WHAT YOU NEED TO DO:
Work through the data and say how many lines contain "anyhow". The number alone is the answer.

Saved data entries
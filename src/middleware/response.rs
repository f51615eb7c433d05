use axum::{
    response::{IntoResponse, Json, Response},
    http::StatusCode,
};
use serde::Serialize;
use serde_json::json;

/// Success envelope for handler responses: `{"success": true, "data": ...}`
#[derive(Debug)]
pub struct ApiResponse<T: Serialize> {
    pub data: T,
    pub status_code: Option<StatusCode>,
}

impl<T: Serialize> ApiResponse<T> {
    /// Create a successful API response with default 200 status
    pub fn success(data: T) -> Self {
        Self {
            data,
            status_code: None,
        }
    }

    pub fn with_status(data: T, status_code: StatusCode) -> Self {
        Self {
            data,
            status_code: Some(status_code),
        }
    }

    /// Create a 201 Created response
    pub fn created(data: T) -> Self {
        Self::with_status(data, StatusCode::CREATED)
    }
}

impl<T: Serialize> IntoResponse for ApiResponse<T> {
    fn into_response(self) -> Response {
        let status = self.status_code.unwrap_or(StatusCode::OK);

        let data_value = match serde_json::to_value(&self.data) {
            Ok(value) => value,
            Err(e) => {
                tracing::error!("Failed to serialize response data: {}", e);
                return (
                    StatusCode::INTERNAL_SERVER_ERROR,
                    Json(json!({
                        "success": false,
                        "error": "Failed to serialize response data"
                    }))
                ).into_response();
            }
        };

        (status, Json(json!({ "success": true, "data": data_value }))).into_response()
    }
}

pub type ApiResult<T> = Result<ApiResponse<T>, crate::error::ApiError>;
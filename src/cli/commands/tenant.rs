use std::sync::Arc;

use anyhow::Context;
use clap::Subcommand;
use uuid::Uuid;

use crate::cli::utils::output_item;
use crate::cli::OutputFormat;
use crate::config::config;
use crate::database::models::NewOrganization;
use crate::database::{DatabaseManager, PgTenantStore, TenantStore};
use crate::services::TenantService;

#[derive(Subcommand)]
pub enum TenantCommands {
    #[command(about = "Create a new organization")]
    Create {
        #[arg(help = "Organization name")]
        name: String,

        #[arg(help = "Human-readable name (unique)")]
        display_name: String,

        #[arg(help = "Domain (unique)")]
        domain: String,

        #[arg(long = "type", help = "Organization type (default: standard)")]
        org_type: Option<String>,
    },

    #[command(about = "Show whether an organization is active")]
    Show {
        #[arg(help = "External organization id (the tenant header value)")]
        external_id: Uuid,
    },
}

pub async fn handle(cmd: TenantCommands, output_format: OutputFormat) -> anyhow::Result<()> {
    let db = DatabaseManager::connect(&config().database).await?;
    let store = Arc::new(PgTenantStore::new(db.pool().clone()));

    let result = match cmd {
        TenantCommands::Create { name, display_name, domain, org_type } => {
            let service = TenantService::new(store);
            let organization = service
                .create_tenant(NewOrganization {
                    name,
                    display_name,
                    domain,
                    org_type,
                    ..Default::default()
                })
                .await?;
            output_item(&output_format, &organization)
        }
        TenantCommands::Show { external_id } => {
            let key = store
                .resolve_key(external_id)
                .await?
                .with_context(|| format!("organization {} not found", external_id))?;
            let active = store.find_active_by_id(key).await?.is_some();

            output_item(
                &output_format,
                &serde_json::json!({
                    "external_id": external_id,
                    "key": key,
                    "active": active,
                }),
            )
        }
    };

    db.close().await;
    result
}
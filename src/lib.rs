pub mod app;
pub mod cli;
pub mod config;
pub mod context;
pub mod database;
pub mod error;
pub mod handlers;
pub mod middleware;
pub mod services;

EXPECTED ANSWER:
2